In a city as prosperous as Los Angeles, and a state as wealthy as California, homelessness is a moral crisis that will define this region’s civic legacy for future generations. According to the annual homeless point-in-time count, every night in Los Angeles, more than 41,000 individuals are without a home.
Confronting this growing crisis is not only one of our highest priorities, it is our most enduring civic commitment. Together with nonprofit service providers and other partners, using evidence-based practices, street-based outreach and engagement teams, new safe interim and affordable housing and a full spectrum of supportive services we have housed more than 22,000 people in the region since 2019.
But despite these great strides, the homeless population continues to rise. The forces of poverty and the realities of the housing and employment markets are such that for every 207 individuals that exited homelessness every day in 2019, another 227 became homeless - every day. COVID-19 will surely make this problem worse.
As Dr. Martin Luther King, Jr. has said, “God never intended for one group of people to live in superfluous inordinate wealth, while others live in abject deadening poverty”. We will not live with the fact that some of our fellow Angelenos will be consigned to a life in the streets. My commitment is to building common cause and collective action to put in place a legislative, administrative, and budgetary framework that provides for a Right to Housing. So that we are bringing everyone experiencing homelessness indoors with resolve and urgency.
The COVID-19 pandemic created a health and economic crisis of enormous scale and human impact. In its wake, businesses and non-essential services have sustained significant financial damage. The same social and economic determinants that have driven health disparities for generations – such as access to food, housing, education and health services – have exacerbated inequitable access to prevention, testing, and treatment resources. And our city’s homeless population is particularly vulnerable to the challenges of this virus.
Our emergency response to this crisis requires that not only do we work to lay the groundwork for lasting institutional equitable reform, but prioritize the communities and neighborhoods most affected by this virus. The tragedy and turmoil wrought by this pandemic cannot be overstated, so we will work tirelessly to help those affected recover and emerge stronger and more resilient.
So far, over the course of this pandemic, working with Health Services and Fire Departments to provide testing and treatment in medically underserved areas, and St. John’s Well Child and Family Center to dispatch mobile testing units to churches, grocery stores, community organizations, skilled nursing facilities, and other locations, resources have been distributed to areas of critical need. More than 180,000 masks have been donated to essential workers – most of which delivered personally to healthcare workers, firefighters, grocery store clerks, public defenders, and street outreach teams helping the homeless.
Equity: Establishing an Anti-Racist Agenda
Equity comes from the idea of moral equality. The idea that in the design of policy and programs, while we are all created equal, understanding the context of history that has contributed to a community’s struggles is instrumental in building a future worthy of their courage and their ambitions. It means actively working to counteract policies that were put into place and led to centuries of unchecked structural discrimination.
Access to opportunity is central to a vision for advancing an equitable system and establishing an antiracist Los Angeles.
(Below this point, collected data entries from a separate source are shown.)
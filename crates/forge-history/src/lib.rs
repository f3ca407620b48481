//! In-memory backend for the forge artifact history.
//!
//! History lives only as long as the session that owns it; nothing is written
//! to disk.

mod store;

pub use store::MemoryHistory;

#[cfg(test)]
mod tests;
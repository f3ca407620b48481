//! Tokeniser for the expression half of the description language.
//!
//! JSX text and tags are not tokenised; the parser reads them with the raw
//! character helpers at the bottom of this file and switches back to tokens
//! inside `{…}` containers.

use crate::error::{Error, Position, Result};

// ─── Tokens ──────────────────────────────────────────────────────────────────

#[derive(Debug, Clone, PartialEq)]
pub(crate) enum Token {
  Ident(String),
  Number(f64),
  Str(String),
  Template(Vec<RawPart>),
  Punct(Punct),
  Eof,
}

/// A piece of a template literal. Embedded expressions are kept as byte
/// ranges into the full source and parsed by a sub-parser.
#[derive(Debug, Clone, PartialEq)]
pub(crate) enum RawPart {
  Text(String),
  Expr { start: usize, end: usize },
}

#[derive(Debug, Clone, Copy, PartialEq, Eq)]
pub(crate) enum Punct {
  LParen,
  RParen,
  LBrace,
  RBrace,
  LBracket,
  RBracket,
  Comma,
  Semi,
  Colon,
  Dot,
  Ellipsis,
  Question,
  QuestionDot,
  Nullish,
  Arrow,
  Assign,
  /// `+=`, `++` and friends. Always rejected by the parser.
  Mutate,
  Eq,
  StrictEq,
  NotEq,
  StrictNotEq,
  Lt,
  Gt,
  LtEq,
  GtEq,
  Plus,
  Minus,
  Star,
  Slash,
  Percent,
  Bang,
  AndAnd,
  OrOr,
}

/// Longest spellings first so `===` wins over `==` and `=`.
const PUNCTS: &[(&str, Punct)] = &[
  ("===", Punct::StrictEq),
  ("!==", Punct::StrictNotEq),
  ("...", Punct::Ellipsis),
  ("&&=", Punct::Mutate),
  ("||=", Punct::Mutate),
  ("??=", Punct::Mutate),
  ("=>", Punct::Arrow),
  ("==", Punct::Eq),
  ("!=", Punct::NotEq),
  ("<=", Punct::LtEq),
  (">=", Punct::GtEq),
  ("&&", Punct::AndAnd),
  ("||", Punct::OrOr),
  ("??", Punct::Nullish),
  ("?.", Punct::QuestionDot),
  ("++", Punct::Mutate),
  ("--", Punct::Mutate),
  ("+=", Punct::Mutate),
  ("-=", Punct::Mutate),
  ("*=", Punct::Mutate),
  ("/=", Punct::Mutate),
  ("%=", Punct::Mutate),
  ("(", Punct::LParen),
  (")", Punct::RParen),
  ("{", Punct::LBrace),
  ("}", Punct::RBrace),
  ("[", Punct::LBracket),
  ("]", Punct::RBracket),
  (",", Punct::Comma),
  (";", Punct::Semi),
  (":", Punct::Colon),
  (".", Punct::Dot),
  ("?", Punct::Question),
  ("=", Punct::Assign),
  ("<", Punct::Lt),
  (">", Punct::Gt),
  ("+", Punct::Plus),
  ("-", Punct::Minus),
  ("*", Punct::Star),
  ("/", Punct::Slash),
  ("%", Punct::Percent),
  ("!", Punct::Bang),
];

impl Punct {
  pub(crate) fn as_str(self) -> &'static str {
    PUNCTS
      .iter()
      .find(|(_, p)| *p == self)
      .map(|(s, _)| *s)
      .unwrap_or("?")
  }
}

pub(crate) fn describe(token: &Token) -> String {
  match token {
    Token::Ident(name) => format!("`{name}`"),
    Token::Number(n) => format!("number `{n}`"),
    Token::Str(_) => "string literal".to_string(),
    Token::Template(_) => "template literal".to_string(),
    Token::Punct(p) => format!("`{}`", p.as_str()),
    Token::Eof => "end of input".to_string(),
  }
}

// ─── Lexer ───────────────────────────────────────────────────────────────────

/// A cursor over `src[pos..end]`. Copying a lexer is how the parser looks
/// ahead without consuming input.
#[derive(Debug, Clone, Copy)]
pub(crate) struct Lexer<'a> {
  src:            &'a str,
  pub(crate) pos: usize,
  end:            usize,
}

impl<'a> Lexer<'a> {
  pub(crate) fn new(src: &'a str) -> Self {
    Self {
      src,
      pos: 0,
      end: src.len(),
    }
  }

  /// A lexer restricted to `src[start..end]`. Positions stay relative to the
  /// full source so diagnostics point at the right line.
  pub(crate) fn range(src: &'a str, start: usize, end: usize) -> Self {
    Self {
      src,
      pos: start,
      end,
    }
  }

  pub(crate) fn source(&self) -> &'a str { self.src }

  pub(crate) fn position(&self, offset: usize) -> Position {
    Position::locate(self.src, offset)
  }

  pub(crate) fn rest(&self) -> &'a str { &self.src[self.pos..self.end] }

  pub(crate) fn peek_char(&self) -> Option<char> { self.rest().chars().next() }

  pub(crate) fn bump_char(&mut self) -> Option<char> {
    let c = self.peek_char()?;
    self.pos += c.len_utf8();
    Some(c)
  }

  pub(crate) fn eat(&mut self, s: &str) -> bool {
    if self.rest().starts_with(s) {
      self.pos += s.len();
      true
    } else {
      false
    }
  }

  /// Skip whitespace, `// line` and `/* block */` comments.
  pub(crate) fn skip_trivia(&mut self) -> Result<()> {
    loop {
      let rest = self.rest();
      let trimmed = rest.trim_start();
      self.pos += rest.len() - trimmed.len();

      if self.rest().starts_with("//") {
        let line_len = self.rest().find('\n').unwrap_or(self.rest().len());
        self.pos += line_len;
      } else if self.rest().starts_with("/*") {
        let start = self.pos;
        match self.rest()[2..].find("*/") {
          Some(i) => self.pos += i + 4,
          None => {
            return Err(Error::Unterminated {
              what: "comment",
              at:   self.position(start),
            });
          }
        }
      } else {
        return Ok(());
      }
    }
  }

  /// Lex the next token, returning it with its start offset.
  pub(crate) fn next_token(&mut self) -> Result<(Token, usize)> {
    self.skip_trivia()?;
    let start = self.pos;
    let Some(c) = self.peek_char() else {
      return Ok((Token::Eof, start));
    };

    let token = match c {
      '"' | '\'' => Token::Str(self.lex_string(c)?),
      '`' => Token::Template(self.lex_template()?),
      c if c.is_ascii_digit() => Token::Number(self.lex_number()?),
      '.' if self.rest()[1..].starts_with(|d: char| d.is_ascii_digit()) => {
        Token::Number(self.lex_number()?)
      }
      c if is_ident_start(c) => Token::Ident(self.lex_ident()),
      _ => Token::Punct(self.lex_punct()?),
    };
    Ok((token, start))
  }

  fn lex_ident(&mut self) -> String {
    let start = self.pos;
    while let Some(c) = self.peek_char() {
      if is_ident_continue(c) {
        self.bump_char();
      } else {
        break;
      }
    }
    self.src[start..self.pos].to_string()
  }

  fn lex_number(&mut self) -> Result<f64> {
    let start = self.pos;
    let rest = self.rest();
    if rest.starts_with("0x") || rest.starts_with("0X") {
      self.pos += 2;
      let digits_start = self.pos;
      while self.peek_char().is_some_and(|c| c.is_ascii_hexdigit() || c == '_') {
        self.pos += 1;
      }
      let digits = self.src[digits_start..self.pos].replace('_', "");
      return u64::from_str_radix(&digits, 16)
        .map(|n| n as f64)
        .map_err(|_| self.syntax(start, "malformed hexadecimal literal"));
    }

    let mut seen_dot = false;
    let mut seen_exp = false;
    while let Some(c) = self.peek_char() {
      match c {
        '0'..='9' | '_' => self.pos += 1,
        '.' if !seen_dot && !seen_exp => {
          seen_dot = true;
          self.pos += 1;
        }
        'e' | 'E' if !seen_exp => {
          seen_exp = true;
          self.pos += 1;
          if matches!(self.peek_char(), Some('+' | '-')) {
            self.pos += 1;
          }
        }
        _ => break,
      }
    }
    let text = self.src[start..self.pos].replace('_', "");
    text
      .parse::<f64>()
      .map_err(|_| self.syntax(start, "malformed number literal"))
  }

  fn lex_string(&mut self, quote: char) -> Result<String> {
    let start = self.pos;
    self.bump_char();
    let mut out = String::new();
    loop {
      match self.bump_char() {
        None | Some('\n') => {
          return Err(Error::Unterminated {
            what: "string literal",
            at:   self.position(start),
          });
        }
        Some(c) if c == quote => return Ok(out),
        Some('\\') => self.lex_escape(&mut out, start)?,
        Some(c) => out.push(c),
      }
    }
  }

  fn lex_escape(&mut self, out: &mut String, start: usize) -> Result<()> {
    let Some(c) = self.bump_char() else {
      return Err(Error::Unterminated {
        what: "string literal",
        at:   self.position(start),
      });
    };
    match c {
      'n' => out.push('\n'),
      't' => out.push('\t'),
      'r' => out.push('\r'),
      '0' => out.push('\0'),
      'b' => out.push('\u{8}'),
      'f' => out.push('\u{c}'),
      'v' => out.push('\u{b}'),
      // Line continuation.
      '\n' => {}
      'x' => {
        let hex = self.take(2);
        out.push(self.code_point(&hex, start)?);
      }
      'u' => {
        let hex = if self.eat("{") {
          let len = self.rest().find('}').unwrap_or(self.rest().len());
          let hex = self.take(len);
          self.eat("}");
          hex
        } else {
          self.take(4)
        };
        out.push(self.code_point(&hex, start)?);
      }
      other => out.push(other),
    }
    Ok(())
  }

  fn take(&mut self, n: usize) -> String {
    let taken: String = self.rest().chars().take(n).collect();
    self.pos += taken.len();
    taken
  }

  fn code_point(&self, hex: &str, start: usize) -> Result<char> {
    u32::from_str_radix(hex, 16)
      .ok()
      .and_then(char::from_u32)
      .ok_or_else(|| self.syntax(start, "malformed escape sequence"))
  }

  fn lex_template(&mut self) -> Result<Vec<RawPart>> {
    let start = self.pos;
    self.bump_char();
    let mut parts = Vec::new();
    let mut text = String::new();
    loop {
      if self.eat("${") {
        if !text.is_empty() {
          parts.push(RawPart::Text(std::mem::take(&mut text)));
        }
        let expr_start = self.pos;
        let expr_end = self.skip_to_closing_brace(start)?;
        parts.push(RawPart::Expr {
          start: expr_start,
          end:   expr_end,
        });
        continue;
      }
      match self.bump_char() {
        None => {
          return Err(Error::Unterminated {
            what: "template literal",
            at:   self.position(start),
          });
        }
        Some('`') => break,
        Some('\\') => self.lex_escape(&mut text, start)?,
        Some(c) => text.push(c),
      }
    }
    if !text.is_empty() {
      parts.push(RawPart::Text(text));
    }
    Ok(parts)
  }

  /// Advance past the `}` that closes a `${` and return the offset of that
  /// `}`. Nested braces, strings and templates are skipped as tokens.
  fn skip_to_closing_brace(&mut self, template_start: usize) -> Result<usize> {
    let mut depth = 0usize;
    loop {
      let (token, at) = self.next_token()?;
      match token {
        Token::Punct(Punct::LBrace) => depth += 1,
        Token::Punct(Punct::RBrace) if depth == 0 => return Ok(at),
        Token::Punct(Punct::RBrace) => depth -= 1,
        Token::Eof => {
          return Err(Error::Unterminated {
            what: "template literal",
            at:   self.position(template_start),
          });
        }
        _ => {}
      }
    }
  }

  fn lex_punct(&mut self) -> Result<Punct> {
    let start = self.pos;
    let rest = self.rest();
    for (spelling, punct) in PUNCTS {
      if rest.starts_with(spelling) {
        // `a?.5:1` is a conditional, not optional chaining.
        if *punct == Punct::QuestionDot
          && rest[2..].starts_with(|c: char| c.is_ascii_digit())
        {
          continue;
        }
        self.pos += spelling.len();
        return Ok(*punct);
      }
    }
    let c = self.peek_char().unwrap_or('\0');
    Err(self.syntax(start, &format!("unexpected character `{c}`")))
  }

  fn syntax(&self, offset: usize, message: &str) -> Error {
    Error::Syntax {
      message: message.to_string(),
      at:      self.position(offset),
    }
  }

  // ── Raw JSX helpers ───────────────────────────────────────────────────

  /// Text up to the next `{` or `<`.
  pub(crate) fn read_jsx_text(&mut self) -> &'a str {
    let rest = self.rest();
    let len = rest.find(['{', '<']).unwrap_or(rest.len());
    self.pos += len;
    &rest[..len]
  }

  /// A tag or attribute name: identifier characters plus `-` and `:`.
  pub(crate) fn read_jsx_name(&mut self) -> Option<String> {
    let start = self.pos;
    if !self.peek_char().is_some_and(is_ident_start) {
      return None;
    }
    while let Some(c) = self.peek_char() {
      if is_ident_continue(c) || c == '-' || c == ':' {
        self.bump_char();
      } else {
        break;
      }
    }
    Some(self.src[start..self.pos].to_string())
  }

  /// A quoted attribute value. JSX strings have no escape sequences.
  pub(crate) fn read_jsx_string(&mut self) -> Result<&'a str> {
    let start = self.pos;
    let quote = self.bump_char().unwrap_or('"');
    let rest = self.rest();
    match rest.find(quote) {
      Some(len) => {
        self.pos += len + quote.len_utf8();
        Ok(&rest[..len])
      }
      None => Err(Error::Unterminated {
        what: "attribute string",
        at:   self.position(start),
      }),
    }
  }
}

fn is_ident_start(c: char) -> bool {
  c == '_' || c == '$' || c.is_alphabetic()
}

fn is_ident_continue(c: char) -> bool {
  c == '_' || c == '$' || c.is_alphanumeric()
}

#[cfg(test)]
mod tests {
  use pretty_assertions::assert_eq;

  use super::*;

  fn tokens(src: &str) -> Vec<Token> {
    let mut lexer = Lexer::new(src);
    let mut out = Vec::new();
    loop {
      let (token, _) = lexer.next_token().unwrap();
      if token == Token::Eof {
        return out;
      }
      out.push(token);
    }
  }

  #[test]
  fn longest_punctuation_wins() {
    assert_eq!(tokens("a === b"), vec![
      Token::Ident("a".into()),
      Token::Punct(Punct::StrictEq),
      Token::Ident("b".into()),
    ]);
    assert_eq!(tokens("x => x?.y ?? 0"), vec![
      Token::Ident("x".into()),
      Token::Punct(Punct::Arrow),
      Token::Ident("x".into()),
      Token::Punct(Punct::QuestionDot),
      Token::Ident("y".into()),
      Token::Punct(Punct::Nullish),
      Token::Number(0.0),
    ]);
  }

  #[test]
  fn comments_are_skipped() {
    let src = "a // line\n /* block\n */ b";
    assert_eq!(tokens(src), vec![
      Token::Ident("a".into()),
      Token::Ident("b".into())
    ]);
  }

  #[test]
  fn unterminated_block_comment_is_reported() {
    let mut lexer = Lexer::new("a /* never closed");
    lexer.next_token().unwrap();
    let err = lexer.next_token().unwrap_err();
    assert!(matches!(err, Error::Unterminated { what: "comment", .. }));
  }

  #[test]
  fn string_escapes() {
    assert_eq!(tokens(r#"'it\'s' "a\nb" 'A\u{1F600}'"#), vec![
      Token::Str("it's".into()),
      Token::Str("a\nb".into()),
      Token::Str("A\u{1F600}".into()),
    ]);
  }

  #[test]
  fn numbers() {
    assert_eq!(tokens("1 2.5 .5 1e3 0xff 1_000"), vec![
      Token::Number(1.0),
      Token::Number(2.5),
      Token::Number(0.5),
      Token::Number(1000.0),
      Token::Number(255.0),
      Token::Number(1000.0),
    ]);
  }

  #[test]
  fn template_with_nested_braces_and_strings() {
    let src = "`a ${ {k: '}'}.k } b`";
    let toks = tokens(src);
    let [Token::Template(parts)] = toks.as_slice() else {
      panic!("expected one template, got {toks:?}")
    };
    assert_eq!(parts.len(), 3);
    assert_eq!(parts[0], RawPart::Text("a ".into()));
    let RawPart::Expr { start, end } = parts[1] else {
      panic!("expected expression part")
    };
    assert_eq!(src[start..end].trim(), "{k: '}'}.k");
    assert_eq!(parts[2], RawPart::Text(" b".into()));
  }

  #[test]
  fn conditional_with_decimal_is_not_optional_chaining() {
    assert_eq!(tokens("a?.5:1"), vec![
      Token::Ident("a".into()),
      Token::Punct(Punct::Question),
      Token::Number(0.5),
      Token::Punct(Punct::Colon),
      Token::Number(1.0),
    ]);
  }

  #[test]
  fn unknown_character_reports_position() {
    let mut lexer = Lexer::new("a\n  #");
    lexer.next_token().unwrap();
    let err = lexer.next_token().unwrap_err();
    assert_eq!(err, Error::Syntax {
      message: "unexpected character `#`".into(),
      at:      Position { line: 2, column: 3 },
    });
  }
}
This agenda is centered on the actions and outcomes that will produce real systemic change, improved educational outcomes, increased housing and housing stability, meaningful employment opportunities and an equitable and fair criminal justice system. Our work is to challenge vested interests, speak for people who are historically excluded and ignored systematically in making policy and in turn inspire Los Angeles to set the national standard and become a leader on dismantling racism, gender inequity, and other forms of structural discrimination.
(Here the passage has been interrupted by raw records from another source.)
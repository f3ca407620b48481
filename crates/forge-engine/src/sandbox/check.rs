//! Static free-name check run before any evaluation.
//!
//! Walks the definition with a stack of lexical scopes. Any identifier that
//! is not declared by the description and not present in the binding is
//! rejected, as is any element tag outside the binding and the structural
//! tag list.

use std::collections::HashSet;

use forge_markup::ast::{
  Arg, Body, Definition, Expr, Function, Item, JsxAttrValue, JsxAttribute,
  JsxChild, JsxElement, JsxTag, Pattern, Property, Stmt, TemplatePart,
};

use super::binding::SandboxBinding;
use crate::{error::InstantiationError, policy::STRUCTURAL_TAGS};

type Result<T = ()> = std::result::Result<T, InstantiationError>;

pub(crate) fn check_definition(def: &Definition, binding: &SandboxBinding) -> Result {
  let mut module = HashSet::new();
  for item in &def.items {
    match item {
      Item::Function { name, .. } => {
        module.insert(name.clone());
      }
      Item::Declare(decl) => {
        module.extend(decl.pattern.bound_names().into_iter().map(str::to_string));
      }
    }
  }

  let mut checker = Checker {
    binding,
    scopes: vec![module],
  };
  for item in &def.items {
    match item {
      Item::Function { function, .. } => checker.function(function)?,
      Item::Declare(decl) => {
        checker.pattern(&decl.pattern)?;
        if let Some(init) = &decl.init {
          checker.expr(init)?;
        }
      }
    }
  }
  Ok(())
}

struct Checker<'a> {
  binding: &'a SandboxBinding,
  scopes:  Vec<HashSet<String>>,
}

impl Checker<'_> {
  fn resolves(&self, name: &str) -> bool {
    self.scopes.iter().rev().any(|scope| scope.contains(name))
      || self.binding.contains(name)
  }

  fn ident(&self, name: &str) -> Result {
    if self.resolves(name) {
      Ok(())
    } else {
      Err(InstantiationError::Unbound {
        name: name.to_string(),
      })
    }
  }

  fn with_scope(
    &mut self,
    names: HashSet<String>,
    f: impl FnOnce(&mut Self) -> Result,
  ) -> Result {
    self.scopes.push(names);
    let result = f(self);
    self.scopes.pop();
    result
  }

  fn function(&mut self, function: &Function) -> Result {
    let mut names: HashSet<String> = function
      .params
      .iter()
      .flat_map(Pattern::bound_names)
      .map(str::to_string)
      .collect();
    if let Body::Block(stmts) = &function.body {
      names.extend(declared_names(stmts));
    }
    self.with_scope(names, |this| {
      for param in &function.params {
        this.pattern(param)?;
      }
      match &function.body {
        Body::Block(stmts) => this.stmts(stmts),
        Body::Expr(expr) => this.expr(expr),
      }
    })
  }

  /// Only default values inside a pattern can reference names.
  fn pattern(&mut self, pattern: &Pattern) -> Result {
    match pattern {
      Pattern::Ident(_) => Ok(()),
      Pattern::Array(items) => {
        for item in items.iter().flatten() {
          self.pattern(item)?;
        }
        Ok(())
      }
      Pattern::Object(props) => {
        for prop in props {
          self.pattern(&prop.value)?;
        }
        Ok(())
      }
      Pattern::Default(inner, fallback) => {
        self.pattern(inner)?;
        self.expr(fallback)
      }
    }
  }

  fn stmts(&mut self, stmts: &[Stmt]) -> Result {
    for stmt in stmts {
      match stmt {
        Stmt::Declare(decl) => {
          self.pattern(&decl.pattern)?;
          if let Some(init) = &decl.init {
            self.expr(init)?;
          }
        }
        Stmt::Function { function, .. } => self.function(function)?,
        Stmt::Return(value) => {
          if let Some(value) = value {
            self.expr(value)?;
          }
        }
        Stmt::If {
          test,
          then,
          otherwise,
        } => {
          self.expr(test)?;
          self.block(then)?;
          if let Some(otherwise) = otherwise {
            self.block(otherwise)?;
          }
        }
        Stmt::Expr(expr) => self.expr(expr)?,
      }
    }
    Ok(())
  }

  fn block(&mut self, stmts: &[Stmt]) -> Result {
    self.with_scope(declared_names(stmts), |this| this.stmts(stmts))
  }

  fn args(&mut self, args: &[Arg]) -> Result {
    for arg in args {
      match arg {
        Arg::Expr(expr) | Arg::Spread(expr) => self.expr(expr)?,
      }
    }
    Ok(())
  }

  fn expr(&mut self, expr: &Expr) -> Result {
    match expr {
      Expr::Literal(_) => Ok(()),
      Expr::Ident(name) => self.ident(name),
      Expr::Template(parts) => {
        for part in parts {
          if let TemplatePart::Expr(expr) = part {
            self.expr(expr)?;
          }
        }
        Ok(())
      }
      Expr::Array(items) => self.args(items),
      Expr::Object(props) => {
        for prop in props {
          match prop {
            Property::KeyValue(_, value) | Property::Spread(value) => self.expr(value)?,
          }
        }
        Ok(())
      }
      Expr::Member { object, .. } => self.expr(object),
      Expr::Index { object, index, .. } => {
        self.expr(object)?;
        self.expr(index)
      }
      Expr::Call { callee, args, .. } => {
        self.expr(callee)?;
        self.args(args)
      }
      Expr::Unary { operand, .. } => self.expr(operand),
      Expr::Binary { lhs, rhs, .. } | Expr::Logical { lhs, rhs, .. } => {
        self.expr(lhs)?;
        self.expr(rhs)
      }
      Expr::Conditional {
        test,
        consequent,
        alternate,
      } => {
        self.expr(test)?;
        self.expr(consequent)?;
        self.expr(alternate)
      }
      Expr::Function(function) => self.function(function),
      Expr::Jsx(element) => self.jsx(element),
    }
  }

  fn jsx(&mut self, element: &JsxElement) -> Result {
    match &element.tag {
      JsxTag::Fragment => {}
      JsxTag::Host(tag) => {
        if !STRUCTURAL_TAGS.contains(&tag.as_str()) {
          return Err(InstantiationError::UnknownTag {
            tag: tag.clone(),
            at:  element.at,
          });
        }
      }
      JsxTag::Component(path) => {
        if !path.first().is_some_and(|root| self.resolves(root)) {
          return Err(InstantiationError::UnknownTag {
            tag: element.tag.display_name(),
            at:  element.at,
          });
        }
      }
    }

    for attribute in &element.attributes {
      match attribute {
        JsxAttribute::Named {
          value: JsxAttrValue::Expr(expr),
          ..
        }
        | JsxAttribute::Spread(expr) => self.expr(expr)?,
        JsxAttribute::Named { .. } => {}
      }
    }
    for child in &element.children {
      match child {
        JsxChild::Text(_) => {}
        JsxChild::Expr(expr) => self.expr(expr)?,
        JsxChild::Element(child) => self.jsx(child)?,
      }
    }
    Ok(())
  }
}

/// Names declared directly in a block (not in nested blocks).
fn declared_names(stmts: &[Stmt]) -> HashSet<String> {
  let mut names = HashSet::new();
  for stmt in stmts {
    match stmt {
      Stmt::Declare(decl) => {
        names.extend(decl.pattern.bound_names().into_iter().map(str::to_string));
      }
      Stmt::Function { name, .. } => {
        names.insert(name.clone());
      }
      _ => {}
    }
  }
  names
}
Economic development must be rooted in the belief that all individuals regardless of their station in life should have access to health, wellbeing, justice and opportunity. Fostering the conditions that create the circumstances where these attributes can flourish requires not just a desire to do so, but creating an actionable strategy. Seizing on the role development can play in harnessing the economic strength of a community to create jobs and develop a voice to advocate for their own wellbeing, Councilmember Ridley-Thomas will focus on the adoption of new City programs and policies designed to expand business and career opportunities for disadvantaged communities.
A focus on high-growth industry sectors, including Bioscience, Film and Digital Media, Health Care Services, Construction and Manufacturing has potential to put the District and the city on an upward trajectory even in the face of economic headwinds. As a result of the introduction of several career pathway programs such as Careers for a Cause Job Training Program, LA Emergency Medical Technician program, and Bio-Flex participants and District residents are being prepared to break through barriers to employment in living wage careers.